SHAKSHUKA BREAKFAST TWIST
I love using this non traditional shakshuka recipe for breakfast, so I make a whole pot that lasts a couple days, and use the left overs for other meals. Today I paired it with lentils and quinoa as a side dish. Here’s my twist on the recipe.
VEGAN FRIENDLY
Since it’s lemon season I love adding a zest and squeeze of lemon juice to the shakshuka and the lentils (if you have extra lemon juice save the rest for a drink!) to brighten it up. Want a vegan option? You can substitute extra veggies like bell peppers, mushrooms, and green onions. This recipe includes high protein from the lentils and the quinoa so go ahead add an extra spoon of shakshuka! Also, I like to buy a couple different types of rice and quinoa to have on hand.

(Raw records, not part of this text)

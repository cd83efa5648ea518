//! Scoring oracle configuration.

use serde::{Deserialize, Serialize};

/// Which scoring oracle backs report analysis and threat sweeps.
#[derive(Debug, Clone, Serialize, Deserialize)]
pub struct OracleConfig {
    /// Provider: `"heuristic"` or `"http"`.
    #[serde(default = "default_provider")]
    pub provider: String,
    /// Base URL of the remote AI service (http provider only).
    #[serde(default = "default_base_url")]
    pub base_url: String,
    /// Time budget for one oracle call, in milliseconds.
    #[serde(default = "default_timeout_ms")]
    pub timeout_ms: u64,
    /// Minimum threat score for the heuristic sweep to emit an alert.
    #[serde(default = "default_alert_threshold")]
    pub alert_threat_threshold: u32,
    /// Geofence radius of sweep-generated alerts, in km.
    #[serde(default = "default_sweep_radius_km")]
    pub sweep_alert_radius_km: f64,
}

impl Default for OracleConfig {
    fn default() -> Self {
        Self {
            provider: default_provider(),
            base_url: default_base_url(),
            timeout_ms: default_timeout_ms(),
            alert_threat_threshold: default_alert_threshold(),
            sweep_alert_radius_km: default_sweep_radius_km(),
        }
    }
}

fn default_provider() -> String {
    "heuristic".to_string()
}

fn default_base_url() -> String {
    "http://localhost:5000".to_string()
}

fn default_timeout_ms() -> u64 {
    10_000
}

fn default_alert_threshold() -> u32 {
    60
}

fn default_sweep_radius_km() -> f64 {
    50.0
}
//! Oracle trait and the manager that dispatches to the configured provider.

use std::fmt;
use std::sync::Arc;

use async_trait::async_trait;
use tracing::info;

use tidewatch_core::config::oracle::OracleConfig;
use tidewatch_core::error::AppError;
use tidewatch_core::result::AppResult;
use tidewatch_entity::alert::CreateAlert;
use tidewatch_entity::environment::EnvironmentalReading;
use tidewatch_entity::report::{AiAnalysis, Report};

use crate::heuristic::HeuristicOracle;
use crate::http::HttpOracle;

/// Black-box scoring contract used by report ingestion and the threat sweep.
#[async_trait]
pub trait ScoringOracle: Send + Sync + fmt::Debug {
    /// Score one community report.
    async fn analyze_report(&self, report: &Report) -> AppResult<AiAnalysis>;

    /// Turn the given readings into zero or more alert specs.
    async fn analyze_global_threats(
        &self,
        readings: &[EnvironmentalReading],
    ) -> AppResult<Vec<CreateAlert>>;

    /// Provider name for logs.
    fn name(&self) -> &'static str;
}

/// Oracle manager that wraps the configured provider.
#[derive(Clone)]
pub struct OracleManager {
    inner: Arc<dyn ScoringOracle>,
}

impl fmt::Debug for OracleManager {
    fn fmt(&self, f: &mut fmt::Formatter<'_>) -> fmt::Result {
        f.debug_struct("OracleManager")
            .field("provider", &self.inner.name())
            .finish()
    }
}

impl OracleManager {
    /// Create a manager from configuration.
    pub fn new(config: &OracleConfig) -> AppResult<Self> {
        let inner: Arc<dyn ScoringOracle> = match config.provider.as_str() {
            "heuristic" => {
                info!("Initializing heuristic scoring oracle");
                Arc::new(HeuristicOracle::new(config))
            }
            "http" => {
                info!(base_url = %config.base_url, "Initializing HTTP scoring oracle");
                Arc::new(HttpOracle::new(config)?)
            }
            other => {
                return Err(AppError::configuration(format!(
                    "Unknown oracle provider: '{other}'. Supported: heuristic, http"
                )));
            }
        };
        Ok(Self { inner })
    }

    /// Create a manager from an existing provider (for testing).
    pub fn from_provider(provider: Arc<dyn ScoringOracle>) -> Self {
        Self { inner: provider }
    }
}

#[async_trait]
impl ScoringOracle for OracleManager {
    async fn analyze_report(&self, report: &Report) -> AppResult<AiAnalysis> {
        self.inner.analyze_report(report).await
    }

    async fn analyze_global_threats(
        &self,
        readings: &[EnvironmentalReading],
    ) -> AppResult<Vec<CreateAlert>> {
        self.inner.analyze_global_threats(readings).await
    }

    fn name(&self) -> &'static str {
        self.inner.name()
    }
}

#[cfg(test)]
mod tests {
    use super::*;
    use tidewatch_core::error::ErrorKind;

    #[test]
    fn test_unknown_provider_is_configuration_error() {
        let config = OracleConfig {
            provider: "tarot".to_string(),
            ..OracleConfig::default()
        };
        let err = OracleManager::new(&config).unwrap_err();
        assert_eq!(err.kind, ErrorKind::Configuration);
    }

    #[test]
    fn test_default_provider_is_heuristic() {
        let manager = OracleManager::new(&OracleConfig::default()).unwrap();
        assert_eq!(manager.name(), "heuristic");
    }
}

For this recipe I used Trader Joe’s tricolor quinoa that is super tasty and easy to make. Luckily I had one bag left in my pantry.
• Lentils
Dry lentils 253 g/ 1 c
1 ¾ c water
1 tsp salt
__________
1 ½ tsp mint
½ tsp dill
½ tsp za’atar
⅛ tsp pepper
Place lentil, water, and salt in a small pot and set to boil. Once boiling bring it down to a simmer and add an additional 1 cup water, 1 tsp mint, dill, za’atar, and pepper and mix till incorporated. Place lid on for 5 min to simmer. Keep on low till other sides are ready. Add remaining mint to serve.
• Quinoa
198 g/ 1 c organic tricolor quinoa
Place in small rice cooker
2 c water
5 tsp extra virgin
⅛ salt
⅛ pepper
Set to cook. Should be ready in 15-20 min.

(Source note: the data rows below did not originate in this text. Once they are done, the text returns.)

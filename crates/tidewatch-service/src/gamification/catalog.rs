//! The built-in achievement catalog.

use tidewatch_core::types::AchievementId;
use tidewatch_entity::achievement::{Achievement, AchievementMetric, Requirement};

/// Every built-in badge, each worth `points`.
pub fn default_catalog(points: u64) -> Vec<Achievement> {
    let entry = |key: &str, name: &str, description: &str, requirement: Requirement| Achievement {
        id: AchievementId::new(),
        key: key.to_string(),
        name: name.to_string(),
        description: description.to_string(),
        points,
        requirement,
    };
    let rule = |metric, threshold, min_reports| Requirement {
        metric,
        threshold,
        min_reports,
    };

    vec![
        entry(
            "first_report",
            "First Report",
            "Submitted a first community report",
            rule(AchievementMetric::TotalReports, 1.0, 0),
        ),
        entry(
            "reporter_10",
            "Active Reporter",
            "Submitted 10 reports",
            rule(AchievementMetric::TotalReports, 10.0, 0),
        ),
        entry(
            "reporter_50",
            "Coastal Sentinel",
            "Submitted 50 reports",
            rule(AchievementMetric::TotalReports, 50.0, 0),
        ),
        entry(
            "accurate_reporter",
            "Accurate Reporter",
            "At least 80% of 20 or more reports verified",
            rule(AchievementMetric::VerifiedRatio, 0.8, 20),
        ),
        entry(
            "weather_watcher",
            "Weather Watcher",
            "Submitted 10 weather reports",
            rule(AchievementMetric::WeatherReports, 10.0, 0),
        ),
        entry(
            "streak_30",
            "Month of Vigilance",
            "Reported on 30 consecutive days",
            rule(AchievementMetric::Streak, 30.0, 0),
        ),
    ]
}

While lentils + quinoa cook make the shakshuka
• Shakshuka
1 tsp minced garlic
1 tsp minced garlic
1 c red bell pepper
¼ cup diced red onion
1 28 oz can whole plum tomatoes with their juices, diced
salt + pepper, to taste
1 c spinach
2 - 4 large eggs
¼ c chopped basil
½ lemon, squeezed (sliced for garnish)
Using a skillet brown the garlic on medium low heat. Add water + veggies and cook on medium heat till golden.Decrease heat to a simmer and add the can of plum tomatoes with juices, spinach, and salt + pepper to cook for 5 minutes. Crack in 2 - 4 eggs and place the lid on the skillet to cook for 4-5 minutes till eggs become poached in sauce (egg whites a re no longer clear). Top with squeezed lemon + basil to serve. Enjoy! xx
Grab any herbs you have on hand as a garnish. The more the merrier!
Egg Substitute: replace with veggies like bell peppers, mushrooms, and green onion.
Be generous with the lemon juice. It goes great with everything!